A world without alliances
What would a world without U.S. alliances look like? It’s a worthwhile thought experiment. President Trump is famously leery toward foreign alliances and standing military commitments of all types. The latest word from the White House is that all U.S. troops “should” be out of Afghanistan by Christmastime. The president has rebuked European and Asian allies for spending too little on the common defense. He summarily ordered the U.S. military presence in Germany drawn down. Etc.
Shunning foreign political entanglements is a venerable strand in U.S. foreign policy. George Washington codified it in his Farewell Address of 1796, urging Americans to abstain from great-power politics until the republic had gathered enough national power to venture abroad from a position of strength. At that stage, declared Washington, national leaders could “choose peace or war, as our interest, guided by justice, shall counsel.”
The republic heeded Washington’s advice for a century, refusing to involve itself in European quarrels. With the brief exception of the Civil War, it declined to invest in a large standing army or great navy. And it did so without forfeiting national security. U.S. leaders contented themselves with hemispheric defense under the Monroe Doctrine, which forbade new European colonization in Latin America. Non-entanglement seemed to serve the United States well.
But the security resulting from non-entanglement was illusory, at least in part. It depended on the erstwhile enemy, Great Britain. Britain saw an interest of its own in keeping rival empires from encroaching on the New World, and it boasted the world’s preeminent navy. The Royal Navy — the long arm of British foreign policy — became the United States’s bulwark against European aggression, not to mention a silent enforcer of the Monroe Doctrine.
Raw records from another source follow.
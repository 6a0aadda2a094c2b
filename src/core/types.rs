//! Core data types shared by every bin store.
//!
//! The aliases mirror the widths used by the persisted format: row indices are
//! 32-bit signed integers, gradients are single precision and histogram slots
//! accumulate in double precision.

use serde::{Deserialize, Serialize};
use static_assertions::const_assert_eq;
use std::fmt;

/// Data indexing type, equivalent to `data_size_t` in LightGBM.
/// 32-bit integer supporting up to 2 billion rows.
pub type DataSize = i32;

/// Gradient and hessian value type, equivalent to `score_t` in LightGBM.
pub type Score = f32;

/// Histogram accumulation type, equivalent to `hist_t` in LightGBM.
/// 64-bit float providing numerical stability for histogram sums.
pub type Hist = f64;

// The persisted layout stores row counts and offsets with this exact width.
const_assert_eq!(std::mem::size_of::<DataSize>(), 4);
const_assert_eq!(std::mem::size_of::<Hist>(), 8);

/// Policy for routing absent, NaN or zero-valued features at split time.
#[derive(Debug, Clone, Copy, PartialEq, Eq, Hash, Serialize, Deserialize)]
pub enum MissingType {
    /// The feature has no missing values
    None,
    /// Missing values are represented by the zero (default) bin
    Zero,
    /// Missing values are represented by the reserved last bin of the window
    NaN,
}

impl Default for MissingType {
    fn default() -> Self {
        MissingType::None
    }
}

impl fmt::Display for MissingType {
    fn fmt(&self, f: &mut fmt::Formatter<'_>) -> fmt::Result {
        match self {
            MissingType::None => write!(f, "none"),
            MissingType::Zero => write!(f, "zero"),
            MissingType::NaN => write!(f, "nan"),
        }
    }
}

#[cfg(test)]
mod tests {
    use super::*;

    #[test]
    fn test_missing_type_display() {
        assert_eq!(MissingType::None.to_string(), "none");
        assert_eq!(MissingType::Zero.to_string(), "zero");
        assert_eq!(MissingType::NaN.to_string(), "nan");
        assert_eq!(MissingType::default(), MissingType::None);
    }

    #[test]
    fn test_missing_type_serde() {
        let json = serde_json::to_string(&MissingType::NaN).unwrap();
        let back: MissingType = serde_json::from_str(&json).unwrap();
        assert_eq!(back, MissingType::NaN);
    }
}
/// Bitset helpers for categorical thresholds
pub mod bitset;
/// Binary writer utilities
pub mod binary_writer;
/// Bounds-checked reader for persisted buffers
pub mod byte_reader;
/// Fatal error and logger initialisation helpers
pub mod log;
/// Software prefetch hint
pub mod prefetch;
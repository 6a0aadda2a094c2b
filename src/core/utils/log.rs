/*!
 * Copyright (c) 2016 Microsoft Corporation. All rights reserved.
 * Licensed under the MIT License. See LICENSE file in the project root for
 * license information.
 */

/// Fatal-error facility for contract violations that cannot be reported
/// through a `Result`.
///
/// Regular diagnostics go through the `log` macros directly; this type only
/// covers the "log, then abort the operation" path.
#[derive(Debug)]
pub struct Log;

impl Log {
    /// Logs a fatal error message and panics with it.
    /// This function never returns (marked with `!`).
    pub fn fatal(message: &str) -> ! {
        log::error!("[Fatal] {}", message);
        panic!("{}", message);
    }
}

/// Initialise `env_logger` once for the process.
///
/// Reads `RUST_LOG`; repeated calls are harmless.
pub fn init_logging() {
    let _ = env_logger::Builder::from_env(env_logger::Env::default().default_filter_or("info"))
        .format_timestamp_millis()
        .try_init();
}
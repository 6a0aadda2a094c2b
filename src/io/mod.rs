//! Bin stores and their shared capability interface.
//!
//! [`bin`] defines the [`Bin`](bin::Bin) / [`BinIterator`](bin::BinIterator)
//! traits and the storage-width codec; the store variants live in
//! [`multi_val_dense_bin`] (CSR, many bins per row) and [`dense_bin`] (one bin
//! per row).

pub mod bin;
pub mod dense_bin;
pub mod multi_val_dense_bin;
pub(crate) mod split_router;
For 19th-century Americans, then, security was something someone else provided. But British maritime supremacy in the Western Hemisphere started to fade toward the end of the century. Imperial Germany laid the keels for a great battleship fleet of its own, and defending the British Isles came first. London drew down its fleets in North America and East Asia in order to compete with Germany in the North Sea.
As the republic’s maritime protector went away, U.S. leaders confronted a strategic quandary. U.S. policymakers envisaged two imperatives: They needed to assure commercial access to important trading regions, and they needed to prevent any hostile power or alliance from seizing dominion over what Yale professor Nicholas Spykman later dubbed the “rimlands” of Western Europe and East Asia.
Both imperatives demanded that the United States wean itself from non-entanglement.
Spykman pronounced hemispheric defense no defense at all. A European or Asian hegemon ruling the rimlands would enjoy access to massive natural and human resources — resources sufficient to do Americans harm in their own hemisphere. Keeping the rimlands fragmented among multiple competing powers would help forestall such a bleak future.
There are two basic postures for balancing in the rimlands. One, the United States can trust Europeans and Asians to balance against domineering powers. The U.S. military would remain mostly close to home, intervening in the rimlands only if their inhabitants proved incapable of supplying their own security. This “offshore balancing” approach prevailed before the world wars. Or two, U.S. forces can remain onshore in the rimlands by virtue of standing alliances such as NATO or the U.S.-Japan Security Treaty.
The onshore approach prevailed during the Cold War and endures to this day. Forward-deployed U.S. forces take an active, daily hand in offsetting the pretensions of today’s would-be hegemons, notably China and Russia. Onshore balancing is proactive where offshore balancing is reactive.
A world without U.S. alliances would be a world where Washington carried offshore balancing to its nth degree. The weary titan would offload the burden of safeguarding others. It would conserve resources. Now, conserving finite resources is a good thing. U.S. leaders must exercise self-discipline when contemplating overseas entanglements. The chief trouble with offshore balancing is how to execute it. A strategy that can’t be executed is a wish.
Offshore-balancing proponents cite the world wars as an example of how to balance from afar. After all, the United States intervened in those conflicts late and won a dominant say in the postwar settlements, all at low cost — compared to other combatants — in lives and treasure. Sounds like a good deal. But imagine trying to do that today, especially in East Asia, the most likely combat theater. U.S. forces would have to battle their way into the region from the West Coast and Hawaii, traversing thousands of miles of sea and sky.
U.S. forces would have to fight to get to the fight. That they would succeed is far from fated. China has armed itself with an array of armaments meant to hold the U.S. military at bay. For example, the Pentagon estimates that China’s DF-26 anti-ship ballistic missile can strike at moving ships over 2,000 miles from Chinese shorelines.
And when they got there? Asians might accept U.S. help out of dire need, but they would remember how America abandoned solemn commitments to them. Political frictions would abound. Bases would have atrophied or been repurposed for civilian use. Meanwhile, allied forces would have to relearn habits and skills necessary to fight together in unison. And all of this would have to happen amid the clangor of war. That strains credulity.
Let’s think twice before dismantling our alliances.
James R. Holmes is J.C. Wylie Chair of Maritime Strategy at the Naval War College. The views voiced here are his alone.